* [What you will do] Go through the data and report each line that holds the string "head".

Start of Input for this task

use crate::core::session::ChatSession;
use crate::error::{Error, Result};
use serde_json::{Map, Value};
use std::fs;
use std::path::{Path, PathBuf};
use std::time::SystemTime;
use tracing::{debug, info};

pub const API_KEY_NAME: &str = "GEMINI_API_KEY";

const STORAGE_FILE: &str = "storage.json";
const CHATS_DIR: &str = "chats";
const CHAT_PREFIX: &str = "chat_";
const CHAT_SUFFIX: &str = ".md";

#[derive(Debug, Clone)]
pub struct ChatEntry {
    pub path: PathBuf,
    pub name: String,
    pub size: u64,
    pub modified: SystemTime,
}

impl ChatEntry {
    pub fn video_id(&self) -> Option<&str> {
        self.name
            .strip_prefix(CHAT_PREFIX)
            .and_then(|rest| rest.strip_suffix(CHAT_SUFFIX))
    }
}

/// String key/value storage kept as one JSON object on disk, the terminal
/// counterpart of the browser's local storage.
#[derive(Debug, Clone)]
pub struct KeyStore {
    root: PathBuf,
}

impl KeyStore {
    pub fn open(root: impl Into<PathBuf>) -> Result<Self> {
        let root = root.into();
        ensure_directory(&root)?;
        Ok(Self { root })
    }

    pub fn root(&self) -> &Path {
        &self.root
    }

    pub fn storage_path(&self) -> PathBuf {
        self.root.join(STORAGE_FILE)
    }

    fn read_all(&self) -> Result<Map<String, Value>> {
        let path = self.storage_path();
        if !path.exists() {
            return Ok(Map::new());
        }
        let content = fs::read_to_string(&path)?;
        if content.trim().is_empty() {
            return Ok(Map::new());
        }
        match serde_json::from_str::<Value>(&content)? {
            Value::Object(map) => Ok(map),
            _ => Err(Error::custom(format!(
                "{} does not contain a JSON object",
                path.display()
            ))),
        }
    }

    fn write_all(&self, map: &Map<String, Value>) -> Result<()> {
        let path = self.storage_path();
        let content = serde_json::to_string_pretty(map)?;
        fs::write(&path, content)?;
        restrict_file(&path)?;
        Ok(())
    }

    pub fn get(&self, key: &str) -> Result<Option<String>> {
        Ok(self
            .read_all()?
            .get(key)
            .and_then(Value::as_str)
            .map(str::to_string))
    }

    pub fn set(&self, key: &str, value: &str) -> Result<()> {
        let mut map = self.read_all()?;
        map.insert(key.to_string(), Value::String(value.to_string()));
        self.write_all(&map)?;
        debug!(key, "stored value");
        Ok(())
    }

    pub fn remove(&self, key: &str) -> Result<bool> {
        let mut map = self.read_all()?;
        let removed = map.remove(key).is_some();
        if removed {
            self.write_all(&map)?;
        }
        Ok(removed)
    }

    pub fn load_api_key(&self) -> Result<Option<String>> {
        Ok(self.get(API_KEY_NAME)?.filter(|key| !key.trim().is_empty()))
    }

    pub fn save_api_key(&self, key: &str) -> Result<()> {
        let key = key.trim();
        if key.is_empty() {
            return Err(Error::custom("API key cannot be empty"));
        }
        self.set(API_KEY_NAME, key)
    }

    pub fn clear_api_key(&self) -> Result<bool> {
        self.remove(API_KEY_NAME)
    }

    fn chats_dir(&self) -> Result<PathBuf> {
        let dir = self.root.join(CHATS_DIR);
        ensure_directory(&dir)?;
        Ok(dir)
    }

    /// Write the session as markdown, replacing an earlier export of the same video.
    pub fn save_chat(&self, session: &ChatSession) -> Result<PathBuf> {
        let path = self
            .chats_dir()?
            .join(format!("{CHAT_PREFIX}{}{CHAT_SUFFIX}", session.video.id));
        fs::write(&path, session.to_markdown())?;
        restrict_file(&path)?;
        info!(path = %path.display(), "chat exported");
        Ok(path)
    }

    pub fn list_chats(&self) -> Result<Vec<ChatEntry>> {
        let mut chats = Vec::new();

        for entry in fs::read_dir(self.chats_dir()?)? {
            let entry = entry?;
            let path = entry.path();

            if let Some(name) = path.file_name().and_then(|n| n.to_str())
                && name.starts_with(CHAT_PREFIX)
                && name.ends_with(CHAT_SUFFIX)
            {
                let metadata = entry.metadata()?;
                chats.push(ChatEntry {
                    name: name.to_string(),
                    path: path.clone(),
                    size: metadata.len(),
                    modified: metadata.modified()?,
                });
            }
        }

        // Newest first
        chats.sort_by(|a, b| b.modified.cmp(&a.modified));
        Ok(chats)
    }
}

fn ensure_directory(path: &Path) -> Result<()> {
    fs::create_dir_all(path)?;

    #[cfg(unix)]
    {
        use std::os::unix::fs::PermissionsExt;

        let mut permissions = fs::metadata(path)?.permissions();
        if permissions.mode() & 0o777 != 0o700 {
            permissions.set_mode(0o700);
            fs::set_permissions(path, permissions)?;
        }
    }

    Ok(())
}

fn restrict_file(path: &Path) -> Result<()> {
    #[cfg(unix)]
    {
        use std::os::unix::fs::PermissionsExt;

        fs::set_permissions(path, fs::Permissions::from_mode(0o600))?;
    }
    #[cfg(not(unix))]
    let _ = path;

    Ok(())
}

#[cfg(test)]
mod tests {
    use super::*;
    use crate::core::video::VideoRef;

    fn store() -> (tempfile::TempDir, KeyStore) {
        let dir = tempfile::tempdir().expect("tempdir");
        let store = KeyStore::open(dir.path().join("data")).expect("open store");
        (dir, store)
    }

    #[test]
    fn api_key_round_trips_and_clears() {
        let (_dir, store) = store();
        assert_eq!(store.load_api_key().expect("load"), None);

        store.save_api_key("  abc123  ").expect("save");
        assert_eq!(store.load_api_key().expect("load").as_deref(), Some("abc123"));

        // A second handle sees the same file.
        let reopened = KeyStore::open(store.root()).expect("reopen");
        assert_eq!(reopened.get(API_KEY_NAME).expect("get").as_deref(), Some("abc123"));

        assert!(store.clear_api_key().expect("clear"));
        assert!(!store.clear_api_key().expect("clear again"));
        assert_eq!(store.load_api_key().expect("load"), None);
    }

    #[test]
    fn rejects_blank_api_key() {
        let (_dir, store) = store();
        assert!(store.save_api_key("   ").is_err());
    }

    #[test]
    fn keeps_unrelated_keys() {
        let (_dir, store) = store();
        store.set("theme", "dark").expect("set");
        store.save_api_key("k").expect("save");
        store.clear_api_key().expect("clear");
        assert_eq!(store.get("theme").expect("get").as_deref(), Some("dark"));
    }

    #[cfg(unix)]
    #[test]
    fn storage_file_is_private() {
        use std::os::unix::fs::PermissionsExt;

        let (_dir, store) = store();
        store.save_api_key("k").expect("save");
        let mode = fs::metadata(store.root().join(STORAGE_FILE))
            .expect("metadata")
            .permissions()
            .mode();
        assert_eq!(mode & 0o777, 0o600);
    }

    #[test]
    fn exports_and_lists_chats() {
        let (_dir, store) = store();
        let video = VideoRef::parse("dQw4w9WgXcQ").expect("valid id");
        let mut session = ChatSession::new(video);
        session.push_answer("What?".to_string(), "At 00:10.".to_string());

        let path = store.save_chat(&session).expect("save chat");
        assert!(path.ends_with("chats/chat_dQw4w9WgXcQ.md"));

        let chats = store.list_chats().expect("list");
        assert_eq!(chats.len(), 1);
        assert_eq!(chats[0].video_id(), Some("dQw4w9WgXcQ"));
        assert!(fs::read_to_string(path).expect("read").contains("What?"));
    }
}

End of Input for this task
Start of Input for this task

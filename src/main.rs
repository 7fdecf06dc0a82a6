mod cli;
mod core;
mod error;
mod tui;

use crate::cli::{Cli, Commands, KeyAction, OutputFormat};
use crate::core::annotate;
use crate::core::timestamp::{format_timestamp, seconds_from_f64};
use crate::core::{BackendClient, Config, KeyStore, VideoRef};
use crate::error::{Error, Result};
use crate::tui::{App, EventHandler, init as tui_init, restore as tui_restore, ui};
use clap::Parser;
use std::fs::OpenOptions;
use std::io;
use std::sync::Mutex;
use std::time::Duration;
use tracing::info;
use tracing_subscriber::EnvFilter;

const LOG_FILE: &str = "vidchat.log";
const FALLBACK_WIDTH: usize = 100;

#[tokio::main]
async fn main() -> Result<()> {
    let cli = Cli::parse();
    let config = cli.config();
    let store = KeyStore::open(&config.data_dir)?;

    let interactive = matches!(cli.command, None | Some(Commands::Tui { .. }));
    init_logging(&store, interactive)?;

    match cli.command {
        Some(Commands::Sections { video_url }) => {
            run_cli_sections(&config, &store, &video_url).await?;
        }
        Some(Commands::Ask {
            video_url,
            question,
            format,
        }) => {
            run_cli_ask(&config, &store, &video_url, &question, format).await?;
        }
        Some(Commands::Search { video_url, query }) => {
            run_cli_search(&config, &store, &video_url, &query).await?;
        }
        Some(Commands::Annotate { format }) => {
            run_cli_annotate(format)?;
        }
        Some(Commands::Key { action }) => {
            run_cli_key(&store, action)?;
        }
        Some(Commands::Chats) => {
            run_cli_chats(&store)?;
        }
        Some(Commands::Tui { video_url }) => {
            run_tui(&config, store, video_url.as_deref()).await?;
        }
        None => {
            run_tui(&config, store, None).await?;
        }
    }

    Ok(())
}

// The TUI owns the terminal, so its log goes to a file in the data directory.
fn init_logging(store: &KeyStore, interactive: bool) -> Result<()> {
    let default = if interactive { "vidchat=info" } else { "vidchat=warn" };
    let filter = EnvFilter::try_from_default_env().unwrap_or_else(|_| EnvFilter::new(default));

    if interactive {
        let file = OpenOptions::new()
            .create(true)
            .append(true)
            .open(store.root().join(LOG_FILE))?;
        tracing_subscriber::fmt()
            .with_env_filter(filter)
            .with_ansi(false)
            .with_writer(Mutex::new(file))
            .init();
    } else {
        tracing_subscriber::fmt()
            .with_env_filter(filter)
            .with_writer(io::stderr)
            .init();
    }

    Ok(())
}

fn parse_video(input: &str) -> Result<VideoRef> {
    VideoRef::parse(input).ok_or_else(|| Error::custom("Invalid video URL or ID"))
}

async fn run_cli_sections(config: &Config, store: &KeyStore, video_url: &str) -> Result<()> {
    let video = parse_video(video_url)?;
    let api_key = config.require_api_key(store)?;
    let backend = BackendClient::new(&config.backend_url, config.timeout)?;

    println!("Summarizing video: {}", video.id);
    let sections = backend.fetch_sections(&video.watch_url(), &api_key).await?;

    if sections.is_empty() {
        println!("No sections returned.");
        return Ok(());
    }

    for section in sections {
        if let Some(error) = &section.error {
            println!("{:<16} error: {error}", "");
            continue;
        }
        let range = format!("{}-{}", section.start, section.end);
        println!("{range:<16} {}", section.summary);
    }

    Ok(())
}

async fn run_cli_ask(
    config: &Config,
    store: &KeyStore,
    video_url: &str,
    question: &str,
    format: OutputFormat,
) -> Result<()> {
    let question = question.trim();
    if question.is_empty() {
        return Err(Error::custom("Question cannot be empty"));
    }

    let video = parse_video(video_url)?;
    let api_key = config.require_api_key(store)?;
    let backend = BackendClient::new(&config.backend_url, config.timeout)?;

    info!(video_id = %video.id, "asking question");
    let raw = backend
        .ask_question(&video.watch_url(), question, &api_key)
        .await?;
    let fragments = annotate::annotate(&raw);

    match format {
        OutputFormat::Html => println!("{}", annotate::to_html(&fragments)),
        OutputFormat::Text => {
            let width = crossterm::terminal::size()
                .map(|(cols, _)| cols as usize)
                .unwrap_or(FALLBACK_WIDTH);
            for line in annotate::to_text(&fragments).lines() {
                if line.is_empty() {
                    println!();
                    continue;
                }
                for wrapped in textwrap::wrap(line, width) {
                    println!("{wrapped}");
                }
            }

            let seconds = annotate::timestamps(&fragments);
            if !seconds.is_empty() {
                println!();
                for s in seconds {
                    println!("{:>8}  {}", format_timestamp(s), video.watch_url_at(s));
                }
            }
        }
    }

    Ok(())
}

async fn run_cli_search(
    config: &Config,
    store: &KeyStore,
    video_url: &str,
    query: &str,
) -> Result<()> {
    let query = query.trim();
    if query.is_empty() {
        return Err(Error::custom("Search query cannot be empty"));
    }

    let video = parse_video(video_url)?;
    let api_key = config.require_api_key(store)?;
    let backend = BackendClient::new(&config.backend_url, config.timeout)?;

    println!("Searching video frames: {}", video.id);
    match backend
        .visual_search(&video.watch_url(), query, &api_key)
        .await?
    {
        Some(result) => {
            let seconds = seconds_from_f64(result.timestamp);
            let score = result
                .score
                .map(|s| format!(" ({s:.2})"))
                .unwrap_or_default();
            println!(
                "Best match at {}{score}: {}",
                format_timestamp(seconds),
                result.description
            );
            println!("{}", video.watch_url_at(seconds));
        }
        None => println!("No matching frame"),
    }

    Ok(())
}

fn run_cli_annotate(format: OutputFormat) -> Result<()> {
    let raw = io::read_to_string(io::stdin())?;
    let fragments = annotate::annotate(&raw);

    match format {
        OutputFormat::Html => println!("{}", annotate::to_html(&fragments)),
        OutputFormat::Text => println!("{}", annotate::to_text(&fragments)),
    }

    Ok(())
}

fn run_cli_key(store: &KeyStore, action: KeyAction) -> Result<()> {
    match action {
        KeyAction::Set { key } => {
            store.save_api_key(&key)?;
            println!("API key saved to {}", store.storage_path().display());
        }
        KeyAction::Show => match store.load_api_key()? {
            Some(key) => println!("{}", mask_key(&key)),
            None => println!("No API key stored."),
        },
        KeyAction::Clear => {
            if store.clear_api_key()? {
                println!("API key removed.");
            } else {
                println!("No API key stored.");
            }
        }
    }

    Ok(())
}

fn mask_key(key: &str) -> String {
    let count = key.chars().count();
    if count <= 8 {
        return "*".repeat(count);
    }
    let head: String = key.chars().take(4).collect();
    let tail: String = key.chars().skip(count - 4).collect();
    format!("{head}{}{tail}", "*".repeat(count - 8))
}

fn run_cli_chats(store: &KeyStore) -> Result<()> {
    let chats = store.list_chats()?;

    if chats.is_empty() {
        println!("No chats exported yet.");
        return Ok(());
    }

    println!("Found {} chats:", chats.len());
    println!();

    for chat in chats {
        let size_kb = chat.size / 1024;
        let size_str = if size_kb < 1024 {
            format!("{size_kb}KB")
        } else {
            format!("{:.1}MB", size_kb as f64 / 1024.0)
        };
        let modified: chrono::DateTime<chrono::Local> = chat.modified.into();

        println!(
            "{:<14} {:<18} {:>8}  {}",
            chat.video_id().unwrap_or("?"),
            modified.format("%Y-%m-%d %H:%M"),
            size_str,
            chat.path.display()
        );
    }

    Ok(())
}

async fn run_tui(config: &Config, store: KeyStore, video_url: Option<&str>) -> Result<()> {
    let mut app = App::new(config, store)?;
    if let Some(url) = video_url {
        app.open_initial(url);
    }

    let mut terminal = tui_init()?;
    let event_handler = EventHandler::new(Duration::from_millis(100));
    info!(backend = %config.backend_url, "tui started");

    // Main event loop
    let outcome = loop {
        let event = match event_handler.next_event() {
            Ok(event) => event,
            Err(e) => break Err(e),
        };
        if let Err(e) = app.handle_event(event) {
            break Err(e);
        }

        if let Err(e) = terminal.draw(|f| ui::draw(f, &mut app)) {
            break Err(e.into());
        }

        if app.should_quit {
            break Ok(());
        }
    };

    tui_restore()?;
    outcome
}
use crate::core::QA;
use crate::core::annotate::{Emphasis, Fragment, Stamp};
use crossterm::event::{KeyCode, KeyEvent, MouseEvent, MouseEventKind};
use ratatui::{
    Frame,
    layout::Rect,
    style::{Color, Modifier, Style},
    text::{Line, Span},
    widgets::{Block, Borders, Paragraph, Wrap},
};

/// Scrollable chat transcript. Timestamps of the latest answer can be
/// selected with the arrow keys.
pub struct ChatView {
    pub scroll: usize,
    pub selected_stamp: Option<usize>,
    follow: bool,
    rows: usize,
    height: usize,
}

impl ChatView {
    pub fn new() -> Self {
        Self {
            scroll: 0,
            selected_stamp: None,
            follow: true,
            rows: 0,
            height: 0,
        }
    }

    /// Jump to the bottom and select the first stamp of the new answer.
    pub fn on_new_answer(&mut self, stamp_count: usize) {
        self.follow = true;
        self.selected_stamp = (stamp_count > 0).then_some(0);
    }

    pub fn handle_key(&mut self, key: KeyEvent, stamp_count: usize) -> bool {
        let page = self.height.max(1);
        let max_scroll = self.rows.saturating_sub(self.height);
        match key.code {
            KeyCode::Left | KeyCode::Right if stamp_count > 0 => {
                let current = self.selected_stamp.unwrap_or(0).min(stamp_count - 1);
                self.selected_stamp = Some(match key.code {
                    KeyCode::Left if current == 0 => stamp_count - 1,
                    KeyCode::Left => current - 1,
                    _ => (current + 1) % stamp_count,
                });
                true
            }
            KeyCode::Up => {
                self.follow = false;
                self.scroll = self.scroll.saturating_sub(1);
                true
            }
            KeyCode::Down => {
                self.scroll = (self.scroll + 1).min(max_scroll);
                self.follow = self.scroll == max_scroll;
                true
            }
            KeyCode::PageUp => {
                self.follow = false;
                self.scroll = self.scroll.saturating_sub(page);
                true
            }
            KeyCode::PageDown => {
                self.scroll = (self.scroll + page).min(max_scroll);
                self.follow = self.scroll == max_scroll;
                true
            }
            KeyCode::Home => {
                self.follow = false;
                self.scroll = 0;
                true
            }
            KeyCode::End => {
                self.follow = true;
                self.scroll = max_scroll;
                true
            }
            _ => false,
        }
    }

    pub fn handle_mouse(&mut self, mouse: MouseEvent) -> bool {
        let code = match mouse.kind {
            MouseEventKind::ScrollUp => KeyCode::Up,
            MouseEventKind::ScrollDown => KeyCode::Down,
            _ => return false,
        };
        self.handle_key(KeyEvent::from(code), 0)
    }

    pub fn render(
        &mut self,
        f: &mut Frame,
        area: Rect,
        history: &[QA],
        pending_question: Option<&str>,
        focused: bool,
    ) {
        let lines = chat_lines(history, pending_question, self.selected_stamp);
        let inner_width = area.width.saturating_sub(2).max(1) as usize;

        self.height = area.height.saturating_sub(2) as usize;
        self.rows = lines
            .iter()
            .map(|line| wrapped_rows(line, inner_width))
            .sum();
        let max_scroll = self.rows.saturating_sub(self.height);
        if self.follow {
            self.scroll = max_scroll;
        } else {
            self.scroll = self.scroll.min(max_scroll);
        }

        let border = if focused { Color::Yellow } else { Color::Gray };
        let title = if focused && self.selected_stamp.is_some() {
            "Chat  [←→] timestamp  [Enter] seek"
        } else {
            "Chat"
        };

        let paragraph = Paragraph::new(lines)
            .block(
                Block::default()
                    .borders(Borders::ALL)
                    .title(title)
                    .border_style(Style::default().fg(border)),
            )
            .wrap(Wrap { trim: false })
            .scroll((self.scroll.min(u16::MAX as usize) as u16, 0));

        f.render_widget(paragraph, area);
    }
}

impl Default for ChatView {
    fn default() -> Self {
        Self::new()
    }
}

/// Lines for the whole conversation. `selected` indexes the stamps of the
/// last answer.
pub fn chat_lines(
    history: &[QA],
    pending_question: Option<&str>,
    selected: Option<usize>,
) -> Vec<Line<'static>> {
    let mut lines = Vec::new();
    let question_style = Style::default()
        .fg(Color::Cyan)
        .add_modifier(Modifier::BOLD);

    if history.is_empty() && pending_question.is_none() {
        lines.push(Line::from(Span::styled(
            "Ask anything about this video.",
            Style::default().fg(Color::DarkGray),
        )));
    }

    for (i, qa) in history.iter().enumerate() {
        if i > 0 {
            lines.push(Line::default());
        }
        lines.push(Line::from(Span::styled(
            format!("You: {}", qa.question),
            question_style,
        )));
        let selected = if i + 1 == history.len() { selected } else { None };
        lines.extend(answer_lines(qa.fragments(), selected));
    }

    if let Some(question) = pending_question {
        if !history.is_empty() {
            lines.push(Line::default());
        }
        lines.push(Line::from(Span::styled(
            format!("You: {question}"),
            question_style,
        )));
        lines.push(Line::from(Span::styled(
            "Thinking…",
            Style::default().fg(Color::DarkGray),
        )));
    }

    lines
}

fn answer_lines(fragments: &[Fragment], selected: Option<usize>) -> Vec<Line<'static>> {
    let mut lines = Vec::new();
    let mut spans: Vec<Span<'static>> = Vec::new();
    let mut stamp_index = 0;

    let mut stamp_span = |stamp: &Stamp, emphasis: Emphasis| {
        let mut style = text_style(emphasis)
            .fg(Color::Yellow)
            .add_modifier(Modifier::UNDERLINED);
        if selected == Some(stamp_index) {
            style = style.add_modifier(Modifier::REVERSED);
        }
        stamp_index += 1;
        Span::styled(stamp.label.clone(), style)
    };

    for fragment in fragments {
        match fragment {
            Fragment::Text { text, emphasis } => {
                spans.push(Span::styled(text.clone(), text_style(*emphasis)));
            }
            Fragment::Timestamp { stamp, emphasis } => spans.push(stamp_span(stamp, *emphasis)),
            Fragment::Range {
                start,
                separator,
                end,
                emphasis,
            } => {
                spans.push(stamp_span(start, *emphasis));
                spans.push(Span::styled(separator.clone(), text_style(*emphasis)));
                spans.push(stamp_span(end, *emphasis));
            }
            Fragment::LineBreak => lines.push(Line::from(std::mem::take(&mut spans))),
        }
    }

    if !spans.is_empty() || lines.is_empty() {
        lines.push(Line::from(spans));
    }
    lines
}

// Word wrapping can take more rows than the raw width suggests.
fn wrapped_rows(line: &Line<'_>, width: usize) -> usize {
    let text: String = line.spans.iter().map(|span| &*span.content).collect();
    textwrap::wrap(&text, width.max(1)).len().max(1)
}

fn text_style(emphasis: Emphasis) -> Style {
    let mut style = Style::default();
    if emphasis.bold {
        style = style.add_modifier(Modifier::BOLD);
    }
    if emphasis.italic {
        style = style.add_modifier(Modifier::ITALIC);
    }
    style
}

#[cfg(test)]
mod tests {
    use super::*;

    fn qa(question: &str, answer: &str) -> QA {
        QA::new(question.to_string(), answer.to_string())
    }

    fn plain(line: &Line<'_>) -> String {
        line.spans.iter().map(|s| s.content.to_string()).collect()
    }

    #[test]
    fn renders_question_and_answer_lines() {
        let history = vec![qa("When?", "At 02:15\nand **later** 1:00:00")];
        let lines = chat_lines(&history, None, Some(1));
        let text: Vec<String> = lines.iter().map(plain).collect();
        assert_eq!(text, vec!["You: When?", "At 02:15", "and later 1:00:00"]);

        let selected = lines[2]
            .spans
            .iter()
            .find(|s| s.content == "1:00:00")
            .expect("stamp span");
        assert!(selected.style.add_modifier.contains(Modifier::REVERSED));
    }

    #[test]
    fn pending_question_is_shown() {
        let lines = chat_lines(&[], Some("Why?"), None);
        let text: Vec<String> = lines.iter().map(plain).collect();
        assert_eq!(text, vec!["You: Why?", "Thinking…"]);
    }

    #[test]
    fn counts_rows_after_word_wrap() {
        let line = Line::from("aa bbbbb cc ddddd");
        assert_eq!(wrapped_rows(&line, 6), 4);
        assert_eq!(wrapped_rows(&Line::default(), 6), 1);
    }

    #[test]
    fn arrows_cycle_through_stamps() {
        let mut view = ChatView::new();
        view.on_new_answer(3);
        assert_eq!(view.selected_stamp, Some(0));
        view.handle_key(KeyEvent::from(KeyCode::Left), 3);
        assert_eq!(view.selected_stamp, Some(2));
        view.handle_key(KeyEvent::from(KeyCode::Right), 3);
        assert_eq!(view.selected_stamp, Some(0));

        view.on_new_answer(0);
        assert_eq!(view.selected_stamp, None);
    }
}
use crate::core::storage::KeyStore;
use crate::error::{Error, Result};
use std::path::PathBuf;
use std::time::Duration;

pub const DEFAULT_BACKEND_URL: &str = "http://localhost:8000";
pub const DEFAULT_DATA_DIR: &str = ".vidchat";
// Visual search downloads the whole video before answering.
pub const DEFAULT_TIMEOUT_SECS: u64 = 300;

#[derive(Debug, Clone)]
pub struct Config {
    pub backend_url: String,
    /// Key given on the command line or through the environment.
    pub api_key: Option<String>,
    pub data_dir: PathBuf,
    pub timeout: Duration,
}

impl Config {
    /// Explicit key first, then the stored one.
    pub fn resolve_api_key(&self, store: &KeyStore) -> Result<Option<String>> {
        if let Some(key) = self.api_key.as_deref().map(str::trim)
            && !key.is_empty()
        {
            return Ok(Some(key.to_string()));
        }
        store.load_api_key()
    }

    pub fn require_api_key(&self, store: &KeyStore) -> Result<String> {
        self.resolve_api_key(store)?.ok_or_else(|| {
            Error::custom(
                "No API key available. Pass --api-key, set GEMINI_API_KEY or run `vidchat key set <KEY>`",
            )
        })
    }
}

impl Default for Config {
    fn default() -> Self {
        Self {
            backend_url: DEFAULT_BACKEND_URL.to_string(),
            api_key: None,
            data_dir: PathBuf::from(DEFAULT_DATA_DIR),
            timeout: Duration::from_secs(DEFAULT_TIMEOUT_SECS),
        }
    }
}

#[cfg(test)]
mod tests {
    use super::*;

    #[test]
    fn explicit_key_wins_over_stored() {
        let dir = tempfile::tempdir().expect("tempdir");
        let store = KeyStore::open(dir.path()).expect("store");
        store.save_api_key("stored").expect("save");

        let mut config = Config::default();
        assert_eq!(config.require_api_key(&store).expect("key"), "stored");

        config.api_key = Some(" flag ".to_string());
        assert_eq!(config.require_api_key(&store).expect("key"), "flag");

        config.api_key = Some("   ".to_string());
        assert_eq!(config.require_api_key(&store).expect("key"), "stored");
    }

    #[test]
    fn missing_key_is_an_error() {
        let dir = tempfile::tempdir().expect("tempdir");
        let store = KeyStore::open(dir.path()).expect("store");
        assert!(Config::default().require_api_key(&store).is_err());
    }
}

End of Input for this task

* [Answer area]
    let head: String = key.chars().take(4).collect();
    format!("{head}{}{tail}", "*".repeat(count - 8))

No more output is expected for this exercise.